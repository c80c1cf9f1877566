use super::environment::{OverlayScope, ProcessEnvGuard};
use super::state::{next_state, Action, LifecycleState};
use super::teardown::{TeardownPolicy, TeardownReport, TeardownStep};
use super::{InstanceConfig, LifecycleError};
use crate::clients::{AdminClient, HealthClient, MessagingClient};
use crate::options::ProjectOptions;
use crate::patcher;
use crate::probe::{self, EndpointDescriptor, ProbeError, ProbeSuccess};
use crate::process::{self, LaunchError, ProcessHandle, RunSpec, StopOutcome};
use crate::shared::ids::{InstanceId, TemplateId};
use std::fs;
use std::path::{Path, PathBuf};
use std::sync::{Arc, Mutex, MutexGuard, Weak};
use std::time::Duration;

const EXIT_TAIL_LINES: usize = 40;
const OUTPUT_DRAIN_WAIT: Duration = Duration::from_secs(1);

/// One generated project: its directory, the options it was generated with
/// and at most one live process.
///
/// Dropping the project tears it down.
#[derive(Debug)]
pub struct TemplateProject {
    template: TemplateId,
    id: InstanceId,
    directory: PathBuf,
    options: ProjectOptions,
    config: InstanceConfig,
    inner: Arc<Mutex<ProjectInner>>,
}

#[derive(Debug)]
pub(crate) struct ProjectInner {
    id: InstanceId,
    directory: PathBuf,
    state: LifecycleState,
    policy: TeardownPolicy,
    process: Option<ProcessHandle>,
    env_guard: Option<ProcessEnvGuard>,
    agent: Option<ureq::Agent>,
}

impl TemplateProject {
    pub(crate) fn created(
        template: TemplateId,
        id: InstanceId,
        directory: PathBuf,
        options: ProjectOptions,
        config: InstanceConfig,
    ) -> Self {
        let inner = ProjectInner {
            id: id.clone(),
            directory: directory.clone(),
            state: LifecycleState::Created,
            policy: config.teardown_policy,
            process: None,
            env_guard: None,
            agent: None,
        };
        Self {
            template,
            id,
            directory,
            options,
            config,
            inner: Arc::new(Mutex::new(inner)),
        }
    }

    pub fn id(&self) -> &InstanceId {
        &self.id
    }

    pub fn template(&self) -> &TemplateId {
        &self.template
    }

    pub fn directory(&self) -> &Path {
        &self.directory
    }

    pub fn options(&self) -> &ProjectOptions {
        &self.options
    }

    pub fn config(&self) -> &InstanceConfig {
        &self.config
    }

    pub fn state(&self) -> LifecycleState {
        self.lock().state
    }

    /// Read once, at teardown.
    pub fn set_teardown_policy(&self, policy: TeardownPolicy) {
        self.lock().policy = policy;
    }

    pub fn teardown_policy(&self) -> TeardownPolicy {
        self.lock().policy
    }

    pub fn update_file<F>(&self, relative_path: &str, transform: F) -> Result<PathBuf, LifecycleError>
    where
        F: FnOnce(String) -> String,
    {
        self.patch_with(|dir| patcher::update_file(dir, relative_path, transform))
    }

    pub fn replace_in_file(
        &self,
        relative_path: &str,
        placeholder: &str,
        replacement: &str,
    ) -> Result<PathBuf, LifecycleError> {
        self.patch_with(|dir| patcher::replace_in_file(dir, relative_path, placeholder, replacement))
    }

    pub fn add_file_from_source(
        &self,
        source_content: &str,
        target_relative_path: &str,
    ) -> Result<PathBuf, LifecycleError> {
        self.patch_with(|dir| {
            patcher::add_file_from_source(dir, source_content, target_relative_path)
        })
    }

    /// Starts the instance process. Fails with
    /// [`LaunchError::ProcessAlreadyRunning`] while an earlier launch is live.
    pub fn launch(&self, spec: &RunSpec) -> Result<(), LifecycleError> {
        let mut inner = self.lock();
        if inner.state.is_running() {
            let pid = inner.process.as_ref().and_then(ProcessHandle::pid);
            return Err(LaunchError::ProcessAlreadyRunning {
                instance: self.id.to_string(),
                pid,
            }
            .into());
        }
        let next = inner.transition(Action::Launch)?;

        let guard = match spec.overlay_scope {
            OverlayScope::Process if !spec.overlay.is_empty() => {
                Some(ProcessEnvGuard::install(&spec.overlay))
            }
            _ => None,
        };
        let handle = process::spawn(
            &self.directory,
            spec,
            self.id.as_str(),
            self.config.log_buffer_lines,
        )?;

        inner.process = Some(handle);
        inner.env_guard = guard;
        inner.state = next;
        Ok(())
    }

    /// Blocks until `endpoint` is ready, using the configured timeout and
    /// poll interval.
    pub fn await_ready(&self, endpoint: &EndpointDescriptor) -> Result<ProbeSuccess, LifecycleError> {
        self.await_ready_within(endpoint, self.config.ready_timeout, self.config.poll_interval)
    }

    /// Blocks until `endpoint` is ready. Stops early when the launched
    /// process exits. The instance lock is only held between attempts.
    pub fn await_ready_within(
        &self,
        endpoint: &EndpointDescriptor,
        timeout: Duration,
        poll_interval: Duration,
    ) -> Result<ProbeSuccess, LifecycleError> {
        let (from, next) = {
            let inner = self.lock();
            (inner.state, inner.transition(Action::AwaitReady)?)
        };

        let outcome = probe::await_ready_until(endpoint, timeout, poll_interval, || {
            let mut inner = self.lock();
            if inner.state != from {
                return Some(format!("instance moved to {}", inner.state));
            }
            let process = inner.process.as_mut()?;
            if process.is_alive() {
                return None;
            }
            Some(format!("process exited with {:?}", process.exit_code()))
        });

        let mut inner = self.lock();
        if inner.state != from {
            return Err(LifecycleError::InvalidTransition {
                instance: self.id.to_string(),
                from: inner.state,
                action: Action::AwaitReady,
            });
        }
        match outcome {
            Ok(success) => {
                inner.state = next;
                Ok(success)
            }
            Err(ProbeError::Aborted { .. }) => {
                let (exit_code, output_tail) = match inner.process.as_mut() {
                    Some(process) => {
                        process.wait_for_output(OUTPUT_DRAIN_WAIT);
                        (process.exit_code(), process.render_log_tail(EXIT_TAIL_LINES))
                    }
                    None => (None, String::new()),
                };
                Err(LifecycleError::ProcessExited {
                    instance: self.id.to_string(),
                    exit_code,
                    output_tail,
                })
            }
            Err(err) => {
                if let Some(process) = inner.process.as_ref() {
                    tracing::warn!(
                        instance = %self.id,
                        error = %err,
                        output = %process.render_log_tail(EXIT_TAIL_LINES),
                        "instance never became ready"
                    );
                }
                Err(err.into())
            }
        }
    }

    /// Shared HTTP agent for clients. The first call moves `Ready` to `InUse`.
    pub fn http_agent(&self) -> Result<ureq::Agent, LifecycleError> {
        let mut inner = self.lock();
        let next = inner.transition(Action::AcquireClient)?;
        let agent = inner
            .agent
            .get_or_insert_with(|| ureq::AgentBuilder::new().build())
            .clone();
        inner.state = next;
        Ok(agent)
    }

    pub fn health_client(&self, base_url: &str) -> Result<HealthClient, LifecycleError> {
        Ok(HealthClient::new(self.http_agent()?, base_url))
    }

    pub fn admin_client(&self, base_url: &str) -> Result<AdminClient, LifecycleError> {
        Ok(AdminClient::new(self.http_agent()?, base_url))
    }

    pub fn messaging_client(&self, base_url: &str) -> Result<MessagingClient, LifecycleError> {
        Ok(MessagingClient::new(self.http_agent()?, base_url))
    }

    /// Stops the process and returns to `Patched` so files can be changed
    /// before launching again.
    pub fn stop(&self) -> Result<StopOutcome, LifecycleError> {
        let mut inner = self.lock();
        let next = inner.transition(Action::Stop)?;
        let outcome = match inner.process.as_mut() {
            Some(process) => process.stop()?,
            None => StopOutcome {
                exit_code: None,
                forced: false,
            },
        };
        inner.process = None;
        if let Some(mut guard) = inner.env_guard.take() {
            guard.restore();
        }
        inner.state = next;
        Ok(outcome)
    }

    pub fn process_id(&self) -> Option<u32> {
        self.lock().process.as_ref().and_then(ProcessHandle::pid)
    }

    pub fn is_process_alive(&self) -> bool {
        self.lock()
            .process
            .as_mut()
            .map(ProcessHandle::is_alive)
            .unwrap_or(false)
    }

    pub fn process_log_tail(&self, limit: usize) -> String {
        self.lock()
            .process
            .as_ref()
            .map(|process| process.render_log_tail(limit))
            .unwrap_or_default()
    }

    pub fn process_output_contains(&self, needle: &str) -> bool {
        self.lock()
            .process
            .as_ref()
            .map(|process| process.output_contains(needle))
            .unwrap_or(false)
    }

    /// Stops the process, restores process-wide variables, deletes the
    /// directory unless kept and releases the HTTP agent. Safe to call more
    /// than once; step failures are logged, never returned as errors.
    pub fn teardown(&self) -> TeardownReport {
        self.lock().teardown()
    }

    pub(crate) fn tracker(&self) -> Weak<Mutex<ProjectInner>> {
        Arc::downgrade(&self.inner)
    }

    fn patch_with<F>(&self, apply: F) -> Result<PathBuf, LifecycleError>
    where
        F: FnOnce(&Path) -> Result<PathBuf, patcher::PatchError>,
    {
        let mut inner = self.lock();
        let next = inner.transition(Action::Patch)?;
        let path = apply(&self.directory)?;
        inner.state = next;
        Ok(path)
    }

    fn lock(&self) -> MutexGuard<'_, ProjectInner> {
        lock_inner(&self.inner)
    }
}

impl Drop for TemplateProject {
    fn drop(&mut self) {
        self.lock().teardown();
    }
}

pub(crate) fn lock_inner(inner: &Mutex<ProjectInner>) -> MutexGuard<'_, ProjectInner> {
    inner.lock().unwrap_or_else(|poisoned| poisoned.into_inner())
}

impl ProjectInner {
    pub(crate) fn state(&self) -> LifecycleState {
        self.state
    }

    fn transition(&self, action: Action) -> Result<LifecycleState, LifecycleError> {
        next_state(self.state, action).ok_or_else(|| LifecycleError::InvalidTransition {
            instance: self.id.to_string(),
            from: self.state,
            action,
        })
    }

    pub(crate) fn teardown(&mut self) -> TeardownReport {
        let mut report = TeardownReport::new(self.id.as_str());
        if self.state == LifecycleState::TornDown {
            report.repeated = true;
            return report;
        }
        let from = self.state;

        if let Some(mut process) = self.process.take() {
            match process.stop() {
                Ok(_) => report.process_stopped = true,
                Err(err) => report.record_failure(TeardownStep::StopProcess, err.to_string()),
            }
        }

        if let Some(mut guard) = self.env_guard.take() {
            report.restored_variables = guard.names().count();
            guard.restore();
        }

        match self.policy {
            TeardownPolicy::DeleteAll => match fs::remove_dir_all(&self.directory) {
                Ok(()) => report.directory_deleted = true,
                Err(err) if err.kind() == std::io::ErrorKind::NotFound => {}
                Err(err) => report.record_failure(
                    TeardownStep::DeleteDirectory,
                    format!("{}: {err}", self.directory.display()),
                ),
            },
            TeardownPolicy::KeepProjectDirectory => {
                tracing::info!(
                    instance = %self.id,
                    dir = %self.directory.display(),
                    "keeping project directory"
                );
            }
        }

        self.agent = None;
        self.state = LifecycleState::TornDown;

        tracing::info!(
            instance = %self.id,
            from = %from,
            process_stopped = report.process_stopped,
            directory_deleted = report.directory_deleted,
            "instance torn down"
        );
        report.log();
        report
    }
}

- [WHAT IS REQUIRED]: Check each line above for the word "FnOnce" and say how many have it, with nothing else.

- [SOLUTION FOR THIS TASK]: 2